DATASET ENTRIES START
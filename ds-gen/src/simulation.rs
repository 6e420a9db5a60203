//! Record synthesis over the dependency graph.
//!
//! Entity types are synthesized one at a time in dependency order:
//! 1. Count reconciliation - cap the requested count at the size of every parent dataset
//!    reached through a `one_to_one`/`one_to_many` required link
//! 2. Property synthesis - fill every eligible property of each new record
//! 3. Link resolution - attach a reference for every required link
//! 4. Accumulation - append the batch to the entity type's dataset, where descendants read it
//!
//! [`DependencyGraph::synthesize_all`] drives a whole dictionary through these steps.
use std::collections::HashMap;

use derive_setters::Setters;
use rand::Rng;
use tracing::{
    debug,
    error,
    info,
    instrument,
};

use crate::errors::{
    SimError,
    SimResult,
};
use crate::graph::DependencyGraph;
use crate::model::{
    EntityDefinition,
    SynthesizedRecord,
};
use crate::policy::FailurePolicy;
use crate::property::{
    self,
    random_token,
    Outcome,
};

/// Bookkeeping fields owned by the system that accepts the records.
pub const EXCLUDED_FIELDS: &[&str] = &[
    "type",
    "error_type",
    "state",
    "id",
    "file_state",
    "state_comment",
    "project_id",
    "submitter_id",
    "object_id",
];

/// Length of the random token in a generated `submitter_id`.
const SUBMITTER_TOKEN_LEN: usize = 10;

/// Knobs for one synthesis call.
#[derive(Clone, Copy, Debug, Default, Setters)]
pub struct SynthesisOptions {
    /// Pick parents of shared links uniformly at random instead of by position.
    pub random_linking: bool,
    /// Only fill properties listed as required.
    pub required_only: bool,
}

/// How many records to request per entity type.
#[derive(Clone, Debug, PartialEq, Eq)]
pub struct InstanceCounts {
    /// Count for entity types without an override.
    pub default: usize,
    /// Per-type counts.
    pub overrides: HashMap<String, usize>,
}

impl InstanceCounts {
    /// The same count for every entity type.
    pub fn uniform(default: usize) -> Self {
        Self { default, overrides: HashMap::new() }
    }

    /// `default` for every entity type except those listed in `overrides`.
    pub fn with_overrides(default: usize, overrides: HashMap<String, usize>) -> Self {
        Self { default, overrides }
    }

    /// Requested count for `entity_type`.
    pub fn for_type(&self, entity_type: &str) -> usize {
        self.overrides.get(entity_type).copied().unwrap_or(self.default)
    }
}

impl DependencyGraph {
    /// Synthesize up to `requested` new records of `entity_type`.
    ///
    /// Types without required links (the container included) are supplied externally and
    /// yield an empty batch. Property and link defects go through `policy`; under `Log` the
    /// affected record simply lacks the property or reference. The new batch is appended to
    /// the type's dataset and also returned.
    #[instrument(skip(self, options), fields(random = options.random_linking, required_only = options.required_only))]
    pub fn synthesize(
        &mut self,
        entity_type: &str,
        requested: usize,
        options: &SynthesisOptions,
        policy: FailurePolicy,
    ) -> SimResult<Vec<SynthesizedRecord>> {
        let idx = self.index_of(entity_type)?;
        let links: Vec<_> = self
            .required_edges(idx)
            .into_iter()
            .map(|(parent, link)| (parent, link.clone()))
            .collect();
        if links.is_empty() || entity_type == self.container.entity_type {
            debug!("no required links, records are supplied externally");
            return Ok(vec![]);
        }

        let count = links
            .iter()
            .filter(|(_, link)| link.bounds_count())
            .map(|(parent, _)| self.graph[*parent].dataset.len())
            .fold(requested, usize::min);
        if count < requested {
            info!(requested, count, "record count capped by one-to-one/one-to-many parents");
        }

        let Self { graph, container, rng, .. } = self;
        let definition = &graph[idx].definition;

        let mut batch = Vec::with_capacity(count);
        for _ in 0..count {
            batch.push(synthesize_record(definition, options, policy, rng)?);
        }

        for (parent, link) in &links {
            let parents = &graph[*parent].dataset;
            for (i, record) in batch.iter_mut().enumerate() {
                match link.reference(i, parents, options.random_linking, container, rng) {
                    Some(reference) => {
                        record.links.insert(link.name().into(), reference);
                    },
                    None => {
                        policy.report(SimError::UnlinkableRecord {
                            entity: entity_type.into(),
                            target: link.target().into(),
                        })?;
                        break;
                    },
                }
            }
        }

        graph[idx].dataset.extend(batch.iter().cloned());
        info!(synthesized = batch.len(), total = graph[idx].dataset.len(), "records synthesized");
        Ok(batch)
    }

    /// Synthesize every entity type in dependency order.
    ///
    /// Returns `(entity type, batch)` pairs in that order, leaving out types whose records
    /// are supplied externally.
    #[instrument(skip(self, counts, options))]
    pub fn synthesize_all(
        &mut self,
        counts: &InstanceCounts,
        options: &SynthesisOptions,
        policy: FailurePolicy,
    ) -> SimResult<Vec<(String, Vec<SynthesizedRecord>)>> {
        let order: Vec<String> = self.topological_order()?.into_iter().map(|d| d.name.clone()).collect();

        let mut batches = vec![];
        for name in order {
            if self.required_edges(self.index_of(&name)?).is_empty() || name == self.container.entity_type {
                continue;
            }
            let batch = self.synthesize(&name, counts.for_type(&name), options, policy)?;
            batches.push((name, batch));
        }
        Ok(batches)
    }
}

/// Build one record of `definition` with every eligible property filled in.
///
/// Link references are attached afterwards by the caller.
fn synthesize_record<R: Rng + ?Sized>(
    definition: &EntityDefinition,
    options: &SynthesisOptions,
    policy: FailurePolicy,
    rng: &mut R,
) -> SimResult<SynthesizedRecord> {
    let entity = definition.name.as_str();
    let submitter_id = format!("{entity}_{}", random_token(rng, SUBMITTER_TOKEN_LEN).to_lowercase());
    let mut record = SynthesizedRecord::new(entity, submitter_id);

    for (name, schema) in &definition.property_schemas {
        if definition.is_link_name(name) || definition.is_system_property(name) || EXCLUDED_FIELDS.contains(&name.as_str())
        {
            continue;
        }
        let required = definition.is_required(name);
        if options.required_only && !required {
            continue;
        }

        match property::synthesize(entity, name, schema, rng) {
            Outcome::Value(value) => {
                record.properties.insert(name.clone(), value);
            },
            Outcome::Defect(err) if required => policy.report(err)?,
            Outcome::Defect(err) => error!("{err}"),
            Outcome::Unsynthesizable if required => policy.report(SimError::schema(
                entity,
                format!("cannot synthesize required property `{name}`: schema does not provide enough info"),
            ))?,
            Outcome::Unsynthesizable => debug!(property = name.as_str(), "cannot synthesize optional property, omitting"),
        }
    }

    Ok(record)
}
DATASET ENTRIES END
Provide the number of lines holding the word "links" within the material, without any other text.

8